_THE PROBLEM:_ Which of the lines below holds the string "reset"? Copy every line that does.

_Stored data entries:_
____________________
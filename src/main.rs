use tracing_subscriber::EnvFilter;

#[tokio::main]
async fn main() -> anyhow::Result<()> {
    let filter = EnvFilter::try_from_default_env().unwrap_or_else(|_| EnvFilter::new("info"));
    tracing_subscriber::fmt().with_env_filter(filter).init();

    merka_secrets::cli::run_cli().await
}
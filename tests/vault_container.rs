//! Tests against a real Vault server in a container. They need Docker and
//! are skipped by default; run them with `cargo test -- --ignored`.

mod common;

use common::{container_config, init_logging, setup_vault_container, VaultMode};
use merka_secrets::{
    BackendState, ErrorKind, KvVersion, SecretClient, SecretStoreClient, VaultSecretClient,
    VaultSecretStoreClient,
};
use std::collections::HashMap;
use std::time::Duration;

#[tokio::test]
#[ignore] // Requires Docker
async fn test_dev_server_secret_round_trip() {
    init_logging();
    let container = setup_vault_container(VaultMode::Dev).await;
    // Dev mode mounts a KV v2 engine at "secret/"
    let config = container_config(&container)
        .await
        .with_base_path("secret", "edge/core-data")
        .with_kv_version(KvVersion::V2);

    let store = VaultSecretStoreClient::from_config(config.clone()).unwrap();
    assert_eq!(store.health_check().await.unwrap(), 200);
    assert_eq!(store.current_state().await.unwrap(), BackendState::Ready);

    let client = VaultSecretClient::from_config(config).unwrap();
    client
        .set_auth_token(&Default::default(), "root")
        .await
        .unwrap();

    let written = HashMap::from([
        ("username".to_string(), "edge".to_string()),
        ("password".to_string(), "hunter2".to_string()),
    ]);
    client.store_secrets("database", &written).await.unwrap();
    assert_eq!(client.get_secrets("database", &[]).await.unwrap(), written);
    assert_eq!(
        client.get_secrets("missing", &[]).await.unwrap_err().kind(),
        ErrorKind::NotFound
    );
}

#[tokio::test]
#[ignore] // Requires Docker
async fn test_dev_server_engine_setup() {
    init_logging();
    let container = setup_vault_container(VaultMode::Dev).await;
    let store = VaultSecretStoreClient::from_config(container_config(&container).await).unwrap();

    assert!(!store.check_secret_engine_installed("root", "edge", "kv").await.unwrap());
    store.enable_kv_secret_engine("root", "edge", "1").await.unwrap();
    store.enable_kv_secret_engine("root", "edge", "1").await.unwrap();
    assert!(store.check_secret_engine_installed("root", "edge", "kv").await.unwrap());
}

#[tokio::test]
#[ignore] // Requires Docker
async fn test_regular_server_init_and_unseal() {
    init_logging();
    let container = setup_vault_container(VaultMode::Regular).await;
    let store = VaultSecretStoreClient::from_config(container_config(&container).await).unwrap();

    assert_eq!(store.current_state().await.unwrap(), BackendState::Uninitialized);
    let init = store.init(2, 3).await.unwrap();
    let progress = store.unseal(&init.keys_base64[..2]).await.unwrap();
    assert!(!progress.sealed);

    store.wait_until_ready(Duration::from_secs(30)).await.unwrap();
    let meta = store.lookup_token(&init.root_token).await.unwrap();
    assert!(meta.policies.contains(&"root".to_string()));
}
____________________
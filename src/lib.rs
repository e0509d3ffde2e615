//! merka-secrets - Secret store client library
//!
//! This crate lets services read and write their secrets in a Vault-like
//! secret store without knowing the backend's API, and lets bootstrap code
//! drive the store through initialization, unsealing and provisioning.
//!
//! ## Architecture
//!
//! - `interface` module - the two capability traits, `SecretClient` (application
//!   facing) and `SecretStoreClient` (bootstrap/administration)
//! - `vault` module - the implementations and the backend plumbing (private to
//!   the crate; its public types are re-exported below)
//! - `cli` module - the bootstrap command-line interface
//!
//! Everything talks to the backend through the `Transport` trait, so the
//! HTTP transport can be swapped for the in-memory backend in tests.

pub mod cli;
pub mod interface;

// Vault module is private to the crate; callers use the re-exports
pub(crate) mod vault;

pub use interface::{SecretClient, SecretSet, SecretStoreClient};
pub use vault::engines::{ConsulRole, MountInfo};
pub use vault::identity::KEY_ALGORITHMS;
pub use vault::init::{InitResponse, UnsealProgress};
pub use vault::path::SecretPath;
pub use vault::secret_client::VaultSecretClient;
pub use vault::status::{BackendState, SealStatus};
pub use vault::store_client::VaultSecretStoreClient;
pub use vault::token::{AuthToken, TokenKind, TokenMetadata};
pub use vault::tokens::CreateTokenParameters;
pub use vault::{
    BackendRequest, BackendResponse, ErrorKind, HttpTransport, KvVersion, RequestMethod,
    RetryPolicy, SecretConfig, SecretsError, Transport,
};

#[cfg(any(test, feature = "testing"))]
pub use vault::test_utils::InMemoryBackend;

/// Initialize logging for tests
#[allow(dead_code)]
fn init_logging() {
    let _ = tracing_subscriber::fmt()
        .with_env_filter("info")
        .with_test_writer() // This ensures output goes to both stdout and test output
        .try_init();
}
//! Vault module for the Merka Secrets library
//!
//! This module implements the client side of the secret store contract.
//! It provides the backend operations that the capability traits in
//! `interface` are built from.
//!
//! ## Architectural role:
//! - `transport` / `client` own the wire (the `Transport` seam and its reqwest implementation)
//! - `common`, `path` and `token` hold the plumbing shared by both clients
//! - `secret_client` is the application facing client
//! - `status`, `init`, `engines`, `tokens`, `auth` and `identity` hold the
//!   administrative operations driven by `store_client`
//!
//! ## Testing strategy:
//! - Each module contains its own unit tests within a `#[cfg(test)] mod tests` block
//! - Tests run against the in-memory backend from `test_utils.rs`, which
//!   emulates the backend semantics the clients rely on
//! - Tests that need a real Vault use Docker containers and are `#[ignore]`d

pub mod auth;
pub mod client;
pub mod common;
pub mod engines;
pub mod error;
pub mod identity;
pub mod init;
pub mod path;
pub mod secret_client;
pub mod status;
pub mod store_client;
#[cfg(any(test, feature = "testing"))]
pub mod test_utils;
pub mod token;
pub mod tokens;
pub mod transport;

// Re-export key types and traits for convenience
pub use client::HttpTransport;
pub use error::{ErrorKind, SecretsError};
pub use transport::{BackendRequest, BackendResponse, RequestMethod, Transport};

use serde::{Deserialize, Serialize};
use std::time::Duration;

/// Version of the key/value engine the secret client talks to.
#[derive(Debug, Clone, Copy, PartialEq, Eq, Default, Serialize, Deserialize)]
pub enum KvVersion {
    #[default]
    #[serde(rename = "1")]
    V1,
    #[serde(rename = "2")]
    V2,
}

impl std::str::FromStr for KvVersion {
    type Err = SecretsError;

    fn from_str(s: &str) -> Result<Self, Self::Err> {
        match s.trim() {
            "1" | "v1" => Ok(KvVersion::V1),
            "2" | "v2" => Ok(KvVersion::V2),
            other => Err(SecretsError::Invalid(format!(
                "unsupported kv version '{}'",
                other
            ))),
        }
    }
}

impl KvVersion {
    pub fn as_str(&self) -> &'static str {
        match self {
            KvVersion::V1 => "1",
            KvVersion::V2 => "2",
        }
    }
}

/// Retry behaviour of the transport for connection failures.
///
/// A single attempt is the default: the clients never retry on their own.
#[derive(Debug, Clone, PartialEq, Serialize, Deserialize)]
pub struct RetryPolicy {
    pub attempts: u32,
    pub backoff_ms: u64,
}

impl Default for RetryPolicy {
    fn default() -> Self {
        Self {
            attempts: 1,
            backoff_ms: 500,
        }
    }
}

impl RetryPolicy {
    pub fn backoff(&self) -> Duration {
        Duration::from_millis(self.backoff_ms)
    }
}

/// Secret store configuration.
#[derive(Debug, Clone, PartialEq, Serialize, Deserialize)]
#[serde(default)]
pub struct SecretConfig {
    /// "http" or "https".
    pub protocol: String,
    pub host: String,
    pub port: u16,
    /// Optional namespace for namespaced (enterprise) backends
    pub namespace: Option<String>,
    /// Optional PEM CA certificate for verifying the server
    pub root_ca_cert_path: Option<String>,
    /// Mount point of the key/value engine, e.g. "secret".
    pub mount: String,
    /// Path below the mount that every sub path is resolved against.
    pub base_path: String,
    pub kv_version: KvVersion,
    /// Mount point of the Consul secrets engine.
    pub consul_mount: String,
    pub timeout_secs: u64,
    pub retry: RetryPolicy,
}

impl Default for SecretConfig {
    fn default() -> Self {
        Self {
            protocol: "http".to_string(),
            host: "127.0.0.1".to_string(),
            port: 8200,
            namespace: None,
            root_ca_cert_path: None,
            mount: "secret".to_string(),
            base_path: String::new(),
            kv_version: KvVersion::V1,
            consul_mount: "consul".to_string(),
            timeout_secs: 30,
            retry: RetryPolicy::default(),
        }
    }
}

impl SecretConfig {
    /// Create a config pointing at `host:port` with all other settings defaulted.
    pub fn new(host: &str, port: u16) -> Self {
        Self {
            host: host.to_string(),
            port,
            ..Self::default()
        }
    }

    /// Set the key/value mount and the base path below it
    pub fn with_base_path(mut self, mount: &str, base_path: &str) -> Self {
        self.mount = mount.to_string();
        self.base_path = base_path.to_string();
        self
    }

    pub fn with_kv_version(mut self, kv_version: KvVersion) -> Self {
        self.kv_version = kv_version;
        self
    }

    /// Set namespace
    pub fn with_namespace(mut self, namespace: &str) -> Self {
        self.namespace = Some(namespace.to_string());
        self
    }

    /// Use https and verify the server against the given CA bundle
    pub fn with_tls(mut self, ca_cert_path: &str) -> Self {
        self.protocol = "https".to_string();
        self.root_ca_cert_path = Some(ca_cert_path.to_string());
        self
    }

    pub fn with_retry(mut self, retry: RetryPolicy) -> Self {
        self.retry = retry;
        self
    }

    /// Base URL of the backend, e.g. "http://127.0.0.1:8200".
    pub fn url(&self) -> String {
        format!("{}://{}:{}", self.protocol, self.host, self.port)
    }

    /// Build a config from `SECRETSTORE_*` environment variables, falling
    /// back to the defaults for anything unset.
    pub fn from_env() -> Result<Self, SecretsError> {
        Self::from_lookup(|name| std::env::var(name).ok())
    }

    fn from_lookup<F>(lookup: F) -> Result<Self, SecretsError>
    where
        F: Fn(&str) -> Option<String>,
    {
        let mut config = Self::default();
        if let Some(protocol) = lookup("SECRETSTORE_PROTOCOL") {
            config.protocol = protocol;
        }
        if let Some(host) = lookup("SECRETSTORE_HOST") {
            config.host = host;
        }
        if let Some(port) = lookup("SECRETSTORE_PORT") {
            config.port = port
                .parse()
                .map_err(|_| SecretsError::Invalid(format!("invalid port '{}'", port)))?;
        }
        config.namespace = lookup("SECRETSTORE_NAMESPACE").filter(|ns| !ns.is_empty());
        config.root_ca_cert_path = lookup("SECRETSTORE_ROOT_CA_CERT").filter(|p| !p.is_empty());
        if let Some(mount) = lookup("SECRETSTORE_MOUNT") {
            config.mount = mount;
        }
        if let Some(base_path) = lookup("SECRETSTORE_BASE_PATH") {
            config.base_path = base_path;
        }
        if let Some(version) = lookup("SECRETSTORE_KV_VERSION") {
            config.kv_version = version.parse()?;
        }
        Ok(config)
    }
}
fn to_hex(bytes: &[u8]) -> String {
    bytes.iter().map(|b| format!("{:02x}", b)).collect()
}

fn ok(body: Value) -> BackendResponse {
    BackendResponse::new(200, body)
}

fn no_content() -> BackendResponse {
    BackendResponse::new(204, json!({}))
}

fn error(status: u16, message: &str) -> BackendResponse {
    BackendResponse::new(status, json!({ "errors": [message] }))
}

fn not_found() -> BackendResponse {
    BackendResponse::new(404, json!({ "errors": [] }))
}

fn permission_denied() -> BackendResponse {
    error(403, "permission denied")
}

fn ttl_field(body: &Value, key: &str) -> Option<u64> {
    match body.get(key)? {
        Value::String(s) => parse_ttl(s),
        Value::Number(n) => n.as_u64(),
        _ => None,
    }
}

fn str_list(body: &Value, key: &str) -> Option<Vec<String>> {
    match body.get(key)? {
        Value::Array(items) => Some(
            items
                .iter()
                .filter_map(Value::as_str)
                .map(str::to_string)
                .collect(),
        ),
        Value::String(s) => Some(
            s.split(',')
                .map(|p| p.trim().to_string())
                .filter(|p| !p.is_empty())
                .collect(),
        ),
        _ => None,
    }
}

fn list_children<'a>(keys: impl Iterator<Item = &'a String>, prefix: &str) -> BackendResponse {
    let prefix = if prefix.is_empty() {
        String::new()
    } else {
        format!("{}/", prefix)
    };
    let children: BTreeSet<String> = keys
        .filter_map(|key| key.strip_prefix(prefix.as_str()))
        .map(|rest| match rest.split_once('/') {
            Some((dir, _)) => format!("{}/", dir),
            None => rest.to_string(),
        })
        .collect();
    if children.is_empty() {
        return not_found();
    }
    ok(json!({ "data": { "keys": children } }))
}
____________________
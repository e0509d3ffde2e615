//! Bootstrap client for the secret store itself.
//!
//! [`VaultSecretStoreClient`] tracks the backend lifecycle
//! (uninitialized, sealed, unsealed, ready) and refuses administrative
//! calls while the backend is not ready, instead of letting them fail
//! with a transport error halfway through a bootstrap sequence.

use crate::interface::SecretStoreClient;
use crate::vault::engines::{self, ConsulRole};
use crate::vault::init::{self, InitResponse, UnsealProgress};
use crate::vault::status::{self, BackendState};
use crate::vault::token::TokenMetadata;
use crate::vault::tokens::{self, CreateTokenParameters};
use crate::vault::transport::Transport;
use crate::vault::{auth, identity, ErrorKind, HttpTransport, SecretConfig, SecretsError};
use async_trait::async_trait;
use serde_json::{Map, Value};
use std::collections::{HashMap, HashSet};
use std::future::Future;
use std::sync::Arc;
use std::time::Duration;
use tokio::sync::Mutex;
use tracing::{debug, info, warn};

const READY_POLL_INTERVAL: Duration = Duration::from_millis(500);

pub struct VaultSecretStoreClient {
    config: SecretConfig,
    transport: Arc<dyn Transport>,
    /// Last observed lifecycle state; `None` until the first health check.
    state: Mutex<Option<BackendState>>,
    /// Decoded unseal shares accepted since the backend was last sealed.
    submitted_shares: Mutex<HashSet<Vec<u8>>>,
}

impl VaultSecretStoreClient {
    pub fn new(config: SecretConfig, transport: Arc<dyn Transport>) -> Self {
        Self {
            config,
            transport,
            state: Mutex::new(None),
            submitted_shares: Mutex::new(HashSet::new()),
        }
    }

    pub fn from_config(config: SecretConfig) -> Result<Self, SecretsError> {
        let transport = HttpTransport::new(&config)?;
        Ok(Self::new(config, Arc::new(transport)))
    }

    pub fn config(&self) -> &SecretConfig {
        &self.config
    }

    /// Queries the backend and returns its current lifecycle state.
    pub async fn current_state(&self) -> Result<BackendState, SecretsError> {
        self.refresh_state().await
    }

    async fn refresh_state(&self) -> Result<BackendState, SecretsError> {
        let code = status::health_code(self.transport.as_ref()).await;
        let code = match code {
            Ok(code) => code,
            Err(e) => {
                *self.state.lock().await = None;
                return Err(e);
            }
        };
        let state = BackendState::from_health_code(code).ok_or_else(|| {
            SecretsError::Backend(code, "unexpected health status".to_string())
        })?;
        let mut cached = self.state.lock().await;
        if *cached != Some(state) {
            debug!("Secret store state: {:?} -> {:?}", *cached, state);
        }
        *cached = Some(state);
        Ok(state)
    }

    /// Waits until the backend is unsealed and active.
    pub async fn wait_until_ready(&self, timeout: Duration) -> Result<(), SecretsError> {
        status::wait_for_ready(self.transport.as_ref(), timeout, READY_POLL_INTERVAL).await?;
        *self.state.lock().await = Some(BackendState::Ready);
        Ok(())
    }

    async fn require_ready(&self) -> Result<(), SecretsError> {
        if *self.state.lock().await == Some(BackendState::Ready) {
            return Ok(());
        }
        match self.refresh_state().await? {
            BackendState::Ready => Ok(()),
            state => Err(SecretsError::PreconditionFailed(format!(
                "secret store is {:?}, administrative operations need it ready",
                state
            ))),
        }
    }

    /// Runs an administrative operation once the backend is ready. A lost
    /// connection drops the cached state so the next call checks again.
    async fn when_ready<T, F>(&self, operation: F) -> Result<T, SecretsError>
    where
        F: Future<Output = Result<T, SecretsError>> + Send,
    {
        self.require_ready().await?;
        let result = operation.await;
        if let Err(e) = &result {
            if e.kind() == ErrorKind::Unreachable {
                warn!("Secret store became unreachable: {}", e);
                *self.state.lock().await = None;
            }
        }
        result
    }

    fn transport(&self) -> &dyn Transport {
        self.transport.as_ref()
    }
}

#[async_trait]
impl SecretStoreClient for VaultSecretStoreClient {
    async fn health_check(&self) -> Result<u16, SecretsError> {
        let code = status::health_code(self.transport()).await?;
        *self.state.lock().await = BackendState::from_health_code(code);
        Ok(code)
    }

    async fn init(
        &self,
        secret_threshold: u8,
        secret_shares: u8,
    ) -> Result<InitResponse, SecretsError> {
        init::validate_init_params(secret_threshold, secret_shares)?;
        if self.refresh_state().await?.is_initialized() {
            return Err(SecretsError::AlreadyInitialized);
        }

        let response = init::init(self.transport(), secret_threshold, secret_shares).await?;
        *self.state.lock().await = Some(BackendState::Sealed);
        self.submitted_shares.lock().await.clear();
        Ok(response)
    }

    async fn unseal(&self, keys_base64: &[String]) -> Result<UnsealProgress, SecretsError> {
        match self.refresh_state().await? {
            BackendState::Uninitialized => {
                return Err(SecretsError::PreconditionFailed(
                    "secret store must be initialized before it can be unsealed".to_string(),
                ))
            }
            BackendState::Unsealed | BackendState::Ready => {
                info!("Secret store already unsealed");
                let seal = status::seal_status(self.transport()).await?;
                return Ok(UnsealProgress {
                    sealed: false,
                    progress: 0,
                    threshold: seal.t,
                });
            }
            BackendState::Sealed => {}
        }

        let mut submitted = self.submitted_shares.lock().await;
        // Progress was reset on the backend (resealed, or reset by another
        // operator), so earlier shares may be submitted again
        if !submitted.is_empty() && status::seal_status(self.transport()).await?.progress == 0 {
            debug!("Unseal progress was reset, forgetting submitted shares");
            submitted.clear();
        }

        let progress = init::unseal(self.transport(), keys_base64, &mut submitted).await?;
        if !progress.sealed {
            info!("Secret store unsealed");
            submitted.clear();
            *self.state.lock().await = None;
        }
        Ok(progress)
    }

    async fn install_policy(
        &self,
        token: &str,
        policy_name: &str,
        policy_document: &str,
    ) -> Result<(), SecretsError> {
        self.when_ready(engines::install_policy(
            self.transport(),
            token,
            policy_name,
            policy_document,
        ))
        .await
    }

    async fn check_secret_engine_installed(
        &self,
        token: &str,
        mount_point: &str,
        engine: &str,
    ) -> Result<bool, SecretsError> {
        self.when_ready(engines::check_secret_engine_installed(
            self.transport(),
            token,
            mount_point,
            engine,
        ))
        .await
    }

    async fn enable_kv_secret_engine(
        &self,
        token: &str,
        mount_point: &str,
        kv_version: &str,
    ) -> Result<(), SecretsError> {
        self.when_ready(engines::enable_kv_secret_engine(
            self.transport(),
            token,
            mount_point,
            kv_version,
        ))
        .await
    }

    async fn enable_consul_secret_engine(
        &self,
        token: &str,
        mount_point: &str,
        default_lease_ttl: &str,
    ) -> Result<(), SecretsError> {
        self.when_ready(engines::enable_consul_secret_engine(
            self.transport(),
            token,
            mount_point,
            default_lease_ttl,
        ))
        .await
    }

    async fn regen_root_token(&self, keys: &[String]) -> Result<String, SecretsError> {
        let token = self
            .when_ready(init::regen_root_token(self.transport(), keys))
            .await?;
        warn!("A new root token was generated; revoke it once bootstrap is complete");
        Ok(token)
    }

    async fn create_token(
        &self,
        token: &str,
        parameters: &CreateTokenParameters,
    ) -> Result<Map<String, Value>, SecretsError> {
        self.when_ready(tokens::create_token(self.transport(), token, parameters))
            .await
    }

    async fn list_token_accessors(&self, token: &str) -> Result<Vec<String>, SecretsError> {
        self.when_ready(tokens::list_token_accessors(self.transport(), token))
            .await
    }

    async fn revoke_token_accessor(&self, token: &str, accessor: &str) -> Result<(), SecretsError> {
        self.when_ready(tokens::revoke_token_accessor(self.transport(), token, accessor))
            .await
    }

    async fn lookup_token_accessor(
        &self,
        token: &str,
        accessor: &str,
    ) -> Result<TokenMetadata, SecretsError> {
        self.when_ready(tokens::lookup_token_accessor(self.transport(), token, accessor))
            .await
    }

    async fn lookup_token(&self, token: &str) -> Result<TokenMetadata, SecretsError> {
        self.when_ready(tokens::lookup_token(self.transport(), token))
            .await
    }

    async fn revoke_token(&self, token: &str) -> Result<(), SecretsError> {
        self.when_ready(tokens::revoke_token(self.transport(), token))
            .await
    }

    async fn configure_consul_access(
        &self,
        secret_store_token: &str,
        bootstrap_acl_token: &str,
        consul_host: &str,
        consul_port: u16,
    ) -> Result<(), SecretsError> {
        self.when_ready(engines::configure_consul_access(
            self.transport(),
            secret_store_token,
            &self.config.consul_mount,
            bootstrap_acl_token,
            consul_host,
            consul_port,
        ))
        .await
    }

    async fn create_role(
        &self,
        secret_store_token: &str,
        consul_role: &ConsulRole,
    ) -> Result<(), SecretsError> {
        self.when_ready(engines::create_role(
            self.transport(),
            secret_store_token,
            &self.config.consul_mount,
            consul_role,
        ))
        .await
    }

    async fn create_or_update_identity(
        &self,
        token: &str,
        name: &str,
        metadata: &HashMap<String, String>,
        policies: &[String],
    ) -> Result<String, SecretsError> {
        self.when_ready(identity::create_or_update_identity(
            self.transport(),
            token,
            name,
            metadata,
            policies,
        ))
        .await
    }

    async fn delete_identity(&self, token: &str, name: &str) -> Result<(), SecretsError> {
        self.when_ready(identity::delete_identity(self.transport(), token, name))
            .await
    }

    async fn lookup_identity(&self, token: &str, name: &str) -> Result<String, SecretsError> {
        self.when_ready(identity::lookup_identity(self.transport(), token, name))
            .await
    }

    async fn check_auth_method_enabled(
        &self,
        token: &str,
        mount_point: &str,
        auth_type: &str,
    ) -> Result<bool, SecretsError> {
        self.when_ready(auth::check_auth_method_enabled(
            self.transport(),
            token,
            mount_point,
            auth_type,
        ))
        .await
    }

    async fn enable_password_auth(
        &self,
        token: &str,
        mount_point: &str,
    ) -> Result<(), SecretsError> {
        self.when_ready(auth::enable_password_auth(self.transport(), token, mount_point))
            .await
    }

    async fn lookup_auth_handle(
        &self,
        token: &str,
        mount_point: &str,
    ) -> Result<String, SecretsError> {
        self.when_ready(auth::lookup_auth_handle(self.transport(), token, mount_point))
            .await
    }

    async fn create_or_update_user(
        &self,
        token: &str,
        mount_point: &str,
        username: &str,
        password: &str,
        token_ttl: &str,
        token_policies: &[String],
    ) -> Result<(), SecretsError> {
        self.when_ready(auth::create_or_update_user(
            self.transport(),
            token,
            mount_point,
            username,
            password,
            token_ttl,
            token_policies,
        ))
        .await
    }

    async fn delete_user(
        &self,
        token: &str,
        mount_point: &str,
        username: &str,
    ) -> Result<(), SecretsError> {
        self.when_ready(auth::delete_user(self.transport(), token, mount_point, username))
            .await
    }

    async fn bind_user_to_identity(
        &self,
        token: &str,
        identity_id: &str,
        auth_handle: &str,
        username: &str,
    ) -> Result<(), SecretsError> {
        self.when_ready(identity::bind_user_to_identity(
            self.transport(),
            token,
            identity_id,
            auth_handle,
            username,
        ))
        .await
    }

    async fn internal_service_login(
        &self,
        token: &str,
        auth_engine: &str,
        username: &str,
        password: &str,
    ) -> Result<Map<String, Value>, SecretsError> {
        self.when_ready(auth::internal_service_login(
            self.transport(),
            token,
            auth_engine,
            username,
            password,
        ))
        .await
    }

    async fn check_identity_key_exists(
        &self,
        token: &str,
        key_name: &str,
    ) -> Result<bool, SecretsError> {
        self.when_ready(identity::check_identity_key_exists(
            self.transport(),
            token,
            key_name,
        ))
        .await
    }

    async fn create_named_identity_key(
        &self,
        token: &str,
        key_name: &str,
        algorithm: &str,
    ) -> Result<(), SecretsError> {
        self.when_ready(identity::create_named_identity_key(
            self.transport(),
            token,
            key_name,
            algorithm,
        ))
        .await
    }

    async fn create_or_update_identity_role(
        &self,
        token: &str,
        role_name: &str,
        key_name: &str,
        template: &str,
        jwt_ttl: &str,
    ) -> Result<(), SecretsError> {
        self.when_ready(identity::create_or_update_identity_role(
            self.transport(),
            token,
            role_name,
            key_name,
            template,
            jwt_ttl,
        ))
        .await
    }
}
____________________
_SOLUTION:_
        // Progress was reset on the backend (resealed, or reset by another
            debug!("Unseal progress was reset, forgetting submitted shares");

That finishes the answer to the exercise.